Rannenberg (rnk). Weil die Sanierung der Rannenberger Straße nach der Ausschreibung mit 86 000 Euro deutlichüber zehn Prozent über der kalkulierten Summe lag, musste nachgearbeitet werden: Fünf Möglichkeiten, die Kosten zu senken, stellte das Ingenieurbüro Kirchner in der Sitzung des Umwelt- und Bauausschusses vor.

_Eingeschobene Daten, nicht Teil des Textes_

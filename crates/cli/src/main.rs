// Copyright (C) 2025 Vince Vasta
// SPDX-License-Identifier: Apache-2.0

//! Pokermind terminal client.
#![warn(clippy::all, rust_2018_idioms, missing_docs)]
use anyhow::Result;
use clap::Parser;
use log::info;
use std::{sync::Arc, time::Duration};
use tokio::sync::mpsc;

use pokermind_bot::{
    Agent, Backend, BackendConfig, BackendWallet, RandomStrategy, RemoteStrategy,
};
use pokermind_core::{
    game_state::HandConfig,
    poker::{Chips, SeatId},
    wallet::{ChipsPolicy, DemoWallet, Wallet},
};
use pokermind_table::{Table, TableConfig};

mod command;
mod terminal;

#[derive(Debug, Parser)]
struct Cli {
    /// The agent backend url (eg. http://localhost:3001).
    #[clap(long, short, env = "POKERMIND_BACKEND")]
    backend: Option<String>,
    /// Backend request timeout in milliseconds.
    #[clap(long, default_value_t = 10_000)]
    timeout_ms: u64,
    /// Decision retries before using the random strategy.
    #[clap(long, default_value_t = 1)]
    retries: u32,
    /// How long the agent thinks in milliseconds.
    #[clap(long, default_value_t = 1_500)]
    think_ms: u64,
    /// Seed for the shuffles and the random strategy.
    #[clap(long)]
    seed: Option<u64>,
    /// The small blind.
    #[clap(long, default_value_t = 10)]
    small_blind: u32,
    /// The big blind.
    #[clap(long, default_value_t = 20)]
    big_blind: u32,
    /// Your name at the table.
    #[clap(long, short, default_value = "Player")]
    name: String,
    /// Your demo wallet balance.
    #[clap(long, default_value_t = 1.0)]
    balance: f64,
}

#[tokio::main]
async fn main() -> Result<()> {
    env_logger::builder()
        .filter_level(log::LevelFilter::Info)
        .format_target(false)
        .format_timestamp_millis()
        .parse_default_env()
        .init();

    let cli = Cli::parse();

    let fallback = match cli.seed {
        Some(seed) => RandomStrategy::with_seed(seed),
        None => RandomStrategy::new(),
    };

    let (agent, wallet): (Agent, Arc<dyn Wallet>) = match &cli.backend {
        Some(url) => {
            let config = BackendConfig::new(url).with_timeout(Duration::from_millis(cli.timeout_ms));
            let backend = Backend::new(&config)?;
            let wallet = BackendWallet::connect(backend.clone()).await;
            let agent = Agent::new(RemoteStrategy::new(backend)).with_retries(cli.retries);
            (agent, Arc::new(wallet))
        }
        None => {
            info!("No agent backend, playing against the random strategy");
            (Agent::local(), Arc::new(DemoWallet::new(1.0)))
        }
    };

    let policy = ChipsPolicy::default();
    let human_chips = policy.starting_chips(&DemoWallet::new(cli.balance)).await?;
    let ai_chips = policy.starting_chips_or(wallet.as_ref(), human_chips).await;

    let config = TableConfig {
        hand: HandConfig {
            small_blind: Chips::new(cli.small_blind),
            big_blind: Chips::new(cli.big_blind),
            big_blind_seat: SeatId::Human,
        },
        think_delay: Duration::from_millis(cli.think_ms),
        seed: cli.seed,
        human_name: cli.name,
        ..TableConfig::default()
    };

    let (events_tx, events_rx) = mpsc::channel(128);
    let table = Table::new(
        config,
        [human_chips, ai_chips],
        agent.with_fallback(fallback),
        wallet,
        events_tx,
    );

    terminal::run(table, events_rx).await
}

veröffentlicht am 15.01.2008 um 00:00 Uhr

Vor der Sanierung: die Rannenberger Straße. Foto: rnk

Drei Einsparvorschläge wurden gar nicht diskutiert, weil Heinrich Wente (WGA) sofort erklärte, sie alle wären im Rahmen der Dorferneuerung "ausdrücklich gewünscht". Verworfen wurden daher eine Reduzierung der Ausbaulänge um 30 Meter (Einsparpotenzial 4400 Euro), der Verzicht auf eine Pflasterfläche (2500 Euro)sowie die Reduzierung der Pflasterstreifen auf zwei Reihen (8700 Euro). Wählen durften die Ausschussmitglieder noch unter zwei Möglichkeiten, den Haushalt zu schonen: dem Ausbau der Bauklasse IV und einer Kombination zwischen Hoch- und Tiefbau. Wie Ralf Ottermann vom Ingenieurbüro Kirchner mitteilte, sind beide Möglichkeiten allerdings nicht aufsattelbar, es muss sich also für eine entschieden werden. Im Bauausschuss fiel die Entscheidung schnell: Variante 5 soll umgesetzt werden, auch weil sie mit 64 500 Euro deutlich mehr Sparpotenzial bietet als Variante 4 mit 22 200 Euro. Für den Ausbaubereich zwischen der Einmündung "Zur Hünerburg" und dem Bauende scheidet mit Blick auf die vorhandene Höhensituation ein Hocheinbau aus, erklärte Ottermann bei der Variante 5. Der vorhandene Unterbau sei jedoch ausreichend, so dass alternativ eine Kombination von Hoch- und Tiefeinbau möglich sei. Zu diesem Zweck müsse die vorhandene bitume Decke um 14 Zentimeter abgefräst und abgetragen werden, danach werde lediglich eine bitume Tragschicht von zehn Zentimetern und eine Asphaltbetonschicht von vier Zentimetern aufgebracht. Herausgerechnet wurde dabei auch eine Asphaltbinderschicht. Die Pläne sollten dem Arbeitskreis Dorferneuerung vorgestellt werden, empfahl Wente. Und handelte sich energischen Widerspruch von Bürgermeister Thomas Priemer ein: Das wäre durchaus gerechtfertigt, "aber wir können nicht so weit gehen, dass wir deswegen die Beschlüsse hier verschieben. Auch ein Planer muss bezahlt werden, jeder Sondertermin kostet Geld. Es wäre schön, wenn der Arbeitskreis heute hier dabei gewesen wäre". Von einer Verschiebung des Beschlusses könne keine Rede sein, gab Wente nach.